Stored items:
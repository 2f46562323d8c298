//! Reconciliation policies selectable from configuration.

use serde::{Deserialize, Serialize};

use crate::model::User;

/// How the reconciler decides a user is already isolated.
#[derive(Debug, Clone, Copy, Default, PartialEq, Eq, Serialize, Deserialize)]
#[serde(rename_all = "snake_case")]
pub enum IsolationCheck {
    /// `user.group` equals the user's personal group name.
    #[default]
    Structural,

    /// The username appears anywhere inside the caller's current group name.
    ///
    /// Kept for compatibility with older deployments. Short usernames can
    /// match unrelated group names and be skipped.
    LegacySubstring,
}

impl IsolationCheck {
    /// Whether `user` should be left alone this tick.
    pub fn is_isolated(&self, user: &User, current_group: &str) -> bool {
        match self {
            IsolationCheck::Structural => user.is_in_personal_group(),
            IsolationCheck::LegacySubstring => current_group.contains(user.username.as_str()),
        }
    }
}

/// What happens to the rest of a tick when one user fails.
#[derive(Debug, Clone, Copy, Default, PartialEq, Eq, Serialize, Deserialize)]
#[serde(rename_all = "snake_case")]
pub enum UserErrorPolicy {
    /// Stop the tick at the first failing user.
    #[default]
    AbortTick,

    /// Record the failure and keep going with the remaining users.
    Continue,
}

impl std::fmt::Display for IsolationCheck {
    fn fmt(&self, f: &mut std::fmt::Formatter<'_>) -> std::fmt::Result {
        match self {
            IsolationCheck::Structural => write!(f, "structural"),
            IsolationCheck::LegacySubstring => write!(f, "legacy_substring"),
        }
    }
}

impl std::fmt::Display for UserErrorPolicy {
    fn fmt(&self, f: &mut std::fmt::Formatter<'_>) -> std::fmt::Result {
        match self {
            UserErrorPolicy::AbortTick => write!(f, "abort_tick"),
            UserErrorPolicy::Continue => write!(f, "continue"),
        }
    }
}
//! GroupWarden CLI — the main entry point.
//!
//! Commands:
//! - `daemon`   — Poll and reconcile until interrupted
//! - `once`     — Run a single reconciliation pass
//! - `status`   — Show the effective configuration
//! - `doctor`   — Diagnose configuration and connectivity
//! - `onboard`  — Write a default config file

use clap::{Parser, Subcommand};
use std::path::PathBuf;

mod commands;

#[derive(Parser)]
#[command(
    name = "groupwarden",
    about = "GroupWarden — keeps every Mealie user in a group of their own",
    version,
    author
)]
struct Cli {
    #[command(subcommand)]
    command: Commands,

    /// Enable verbose logging
    #[arg(short, long, global = true)]
    verbose: bool,

    /// Path to config.toml (defaults to ~/.groupwarden/config.toml)
    #[arg(short, long, global = true, env = "GROUPWARDEN_CONFIG")]
    config: Option<PathBuf>,

    /// Exit on the first failed tick instead of logging and continuing
    #[arg(long, global = true)]
    fail_fast: bool,
}

#[derive(Subcommand)]
enum Commands {
    /// Poll the server and reconcile groups until interrupted
    Daemon,

    /// Run one reconciliation pass and exit
    Once {
        /// Print the tick report as JSON
        #[arg(long)]
        json: bool,
    },

    /// Show the effective configuration
    Status,

    /// Diagnose configuration and server connectivity
    Doctor,

    /// Write a default configuration file
    Onboard,
}

fn init_tracing(logging: &groupwarden_config::LoggingConfig, verbose: bool) {
    let filter = if verbose { "debug" } else { logging.level.as_str() };
    let env_filter = tracing_subscriber::EnvFilter::try_from_default_env()
        .unwrap_or_else(|_| tracing_subscriber::EnvFilter::new(filter));

    if logging.format == "json" {
        tracing_subscriber::fmt()
            .with_env_filter(env_filter)
            .json()
            .init();
    } else {
        tracing_subscriber::fmt()
            .with_env_filter(env_filter)
            .with_target(false)
            .init();
    }
}

#[tokio::main]
async fn main() -> Result<(), Box<dyn std::error::Error>> {
    let cli = Cli::parse();

    let loaded = groupwarden_config::AppConfig::load_with_path(cli.config.as_deref());
    let logging = loaded
        .as_ref()
        .map(|c| c.logging.clone())
        .unwrap_or_default();
    init_tracing(&logging, cli.verbose);

    if let Commands::Onboard = cli.command {
        return commands::onboard::run(cli.config.as_deref()).await;
    }

    let config_path = cli
        .config
        .clone()
        .unwrap_or_else(groupwarden_config::AppConfig::config_path);
    if !config_path.exists() {
        tracing::info!(
            path = %config_path.display(),
            "No config file found, using defaults and environment"
        );
    }

    if let Commands::Doctor = cli.command {
        return commands::doctor::run(loaded).await;
    }

    let mut config = loaded.map_err(|e| format!("Failed to load config: {e}"))?;
    if cli.fail_fast {
        config.poll.fail_fast = true;
    }

    match cli.command {
        Commands::Daemon => commands::daemon::run(config).await?,
        Commands::Once { json } => commands::once::run(config, json).await?,
        Commands::Status => commands::status::run(&config, cli.config.as_deref())?,
        Commands::Doctor | Commands::Onboard => {}
    }

    Ok(())
}
//! Error types for the GroupWarden domain.
//!
//! Uses `thiserror` for ergonomic error definitions.
//! Transport failures and invariant violations are kept apart so logs say
//! which side of the wire went wrong.

use thiserror::Error;

/// Failures talking to the Mealie server.
#[derive(Debug, Clone, Error)]
pub enum GatewayError {
    #[error("API request failed: {message} (status: {status_code})")]
    ApiError { status_code: u16, message: String },

    #[error("Authentication failed: {0}")]
    AuthenticationFailed(String),

    #[error("Conflict: {0}")]
    Conflict(String),

    #[error("Invalid response: {0}")]
    InvalidResponse(String),

    #[error("Gateway not configured: {0}")]
    NotConfigured(String),

    #[error("Network error: {0}")]
    Network(String),
}

impl GatewayError {
    /// Whether repeating the same request could plausibly succeed.
    pub fn is_transient(&self) -> bool {
        match self {
            GatewayError::Network(_) => true,
            GatewayError::ApiError { status_code, .. } => *status_code >= 500,
            _ => false,
        }
    }
}

/// The gateway call a transport failure happened in.
#[derive(Debug, Clone, Copy, PartialEq, Eq)]
pub enum Operation {
    ListGroups,
    CreateGroup,
    ListMembers,
    SelfGroup,
    UpdateUser,
}

impl std::fmt::Display for Operation {
    fn fmt(&self, f: &mut std::fmt::Formatter<'_>) -> std::fmt::Result {
        let name = match self {
            Operation::ListGroups => "list groups",
            Operation::CreateGroup => "create group",
            Operation::ListMembers => "list members",
            Operation::SelfGroup => "fetch self group",
            Operation::UpdateUser => "update user",
        };
        f.write_str(name)
    }
}

/// Server state that contradicts what the reconciler relies on.
#[derive(Debug, Clone, PartialEq, Eq, Error)]
pub enum InvariantViolation {
    #[error("Group '{group}' not found in groups, the caller must belong to a listed group")]
    SelfGroupMissing { group: String },

    #[error("Group '{group}' still missing after creation")]
    PersonalGroupMissing { group: String },

    #[error("Failed to update user {username}: expected group '{expected}', server reports {actual:?}")]
    GroupMismatch {
        username: String,
        expected: String,
        actual: Option<String>,
    },
}

/// A per-user failure recorded under the `continue` policy.
#[derive(Debug, Clone)]
pub struct UserFailure {
    pub username: String,
    pub error: String,
}

impl std::fmt::Display for UserFailure {
    fn fmt(&self, f: &mut std::fmt::Formatter<'_>) -> std::fmt::Result {
        write!(f, "{}: {}", self.username, self.error)
    }
}

/// Errors that end a reconciliation tick.
#[derive(Debug, Error)]
pub enum ReconcileError {
    #[error("Failed to {operation}: {source}")]
    Transport {
        operation: Operation,
        #[source]
        source: GatewayError,
    },

    #[error(transparent)]
    Invariant(#[from] InvariantViolation),

    #[error("{} user(s) failed to reconcile: {}", .0.len(), join_failures(.0))]
    UsersFailed(Vec<UserFailure>),
}

impl ReconcileError {
    pub fn transport(operation: Operation, source: GatewayError) -> Self {
        ReconcileError::Transport { operation, source }
    }
}

fn join_failures(failures: &[UserFailure]) -> String {
    failures
        .iter()
        .map(ToString::to_string)
        .collect::<Vec<_>>()
        .join("; ")
}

--- Exercise brief ---
If a line in the records above has the word "source", copy it out.

--- Answer below ---
    #[error("Failed to {operation}: {source}")]
        #[source]
        source: GatewayError,
    pub fn transport(operation: Operation, source: GatewayError) -> Self {
        ReconcileError::Transport { operation, source }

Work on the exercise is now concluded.